Print all records exactly, leaving nothing out.

--- MATERIALS PROVIDED ---

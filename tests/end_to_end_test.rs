use openapi_from_metadata::config::PluginEntry;
use openapi_from_metadata::node::{NodePath, TargetFragment};
use openapi_from_metadata::openapi::Schema;
use openapi_from_metadata::plugin::{instantiate, BUILTIN_PLUGINS};
use openapi_from_metadata::serializer::{serialize_json, serialize_yaml};
use openapi_from_metadata::{
    ClassRegistry, Error, OpenApiDocument, Parser, ParserConfig, Plugin, PluginContext, Result,
};
use pretty_assertions::assert_eq;
use std::collections::HashSet;
use std::path::PathBuf;
use std::sync::{Arc, Mutex};

fn fixture(name: &str) -> PathBuf {
    PathBuf::from(env!("CARGO_MANIFEST_DIR"))
        .join("tests")
        .join("fixtures")
        .join(name)
}

fn load(name: &str) -> ClassRegistry {
    let mut registry = ClassRegistry::new();
    registry.load_file(&fixture(name)).unwrap();
    registry
}

fn generate(name: &str) -> OpenApiDocument {
    Parser::from_config(ParserConfig::default())
        .unwrap()
        .parse(&load(name))
        .unwrap()
}

fn schema<'a>(doc: &'a OpenApiDocument, name: &str) -> &'a Schema {
    doc.schema(name)
        .unwrap_or_else(|| panic!("missing schema {name}"))
}

fn property<'a>(schema: &'a Schema, name: &str) -> &'a Schema {
    schema
        .properties
        .as_ref()
        .and_then(|p| p.get(name))
        .unwrap_or_else(|| panic!("missing property {name}"))
}

fn property_names(schema: &Schema) -> Vec<&str> {
    schema
        .properties
        .as_ref()
        .map(|p| p.keys().map(|k| k.as_str()).collect())
        .unwrap_or_default()
}

fn response<'a>(doc: &'a OpenApiDocument, path: &str) -> &'a Schema {
    &doc.operation(path)
        .unwrap_or_else(|| panic!("missing operation {path}"))
        .responses["200"]
        .content
        .as_ref()
        .expect("response without content")["application/json"]
        .schema
}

---

SOLUTION FOR THIS EXERCISE
filename tests/end_to_end_test.rs
use openapi_from_metadata::config::PluginEntry;
use openapi_from_metadata::node::{NodePath, TargetFragment};
use openapi_from_metadata::openapi::Schema;
use openapi_from_metadata::plugin::{instantiate, BUILTIN_PLUGINS};
use openapi_from_metadata::serializer::{serialize_json, serialize_yaml};
use openapi_from_metadata::{
    ClassRegistry, Error, OpenApiDocument, Parser, ParserConfig, Plugin, PluginContext, Result,
};
use pretty_assertions::assert_eq;
use std::collections::HashSet;
use std::path::PathBuf;
use std::sync::{Arc, Mutex};

fn fixture(name: &str) -> PathBuf {
    PathBuf::from(env!("CARGO_MANIFEST_DIR"))
        .join("tests")
        .join("fixtures")
        .join(name)
}

fn load(name: &str) -> ClassRegistry {
    let mut registry = ClassRegistry::new();
    registry.load_file(&fixture(name)).unwrap();
    registry
}

fn generate(name: &str) -> OpenApiDocument {
    Parser::from_config(ParserConfig::default())
        .unwrap()
        .parse(&load(name))
        .unwrap()
}

fn schema<'a>(doc: &'a OpenApiDocument, name: &str) -> &'a Schema {
    doc.schema(name)
        .unwrap_or_else(|| panic!("missing schema {name}"))
}

fn property<'a>(schema: &'a Schema, name: &str) -> &'a Schema {
    schema
        .properties
        .as_ref()
        .and_then(|p| p.get(name))
        .unwrap_or_else(|| panic!("missing property {name}"))
}

fn property_names(schema: &Schema) -> Vec<&str> {
    schema
        .properties
        .as_ref()
        .map(|p| p.keys().map(|k| k.as_str()).collect())
        .unwrap_or_default()
}

fn response<'a>(doc: &'a OpenApiDocument, path: &str) -> &'a Schema {
    &doc.operation(path)
        .unwrap_or_else(|| panic!("missing operation {path}"))
        .responses["200"]
        .content
        .as_ref()
        .expect("response without content")["application/json"]
        .schema
}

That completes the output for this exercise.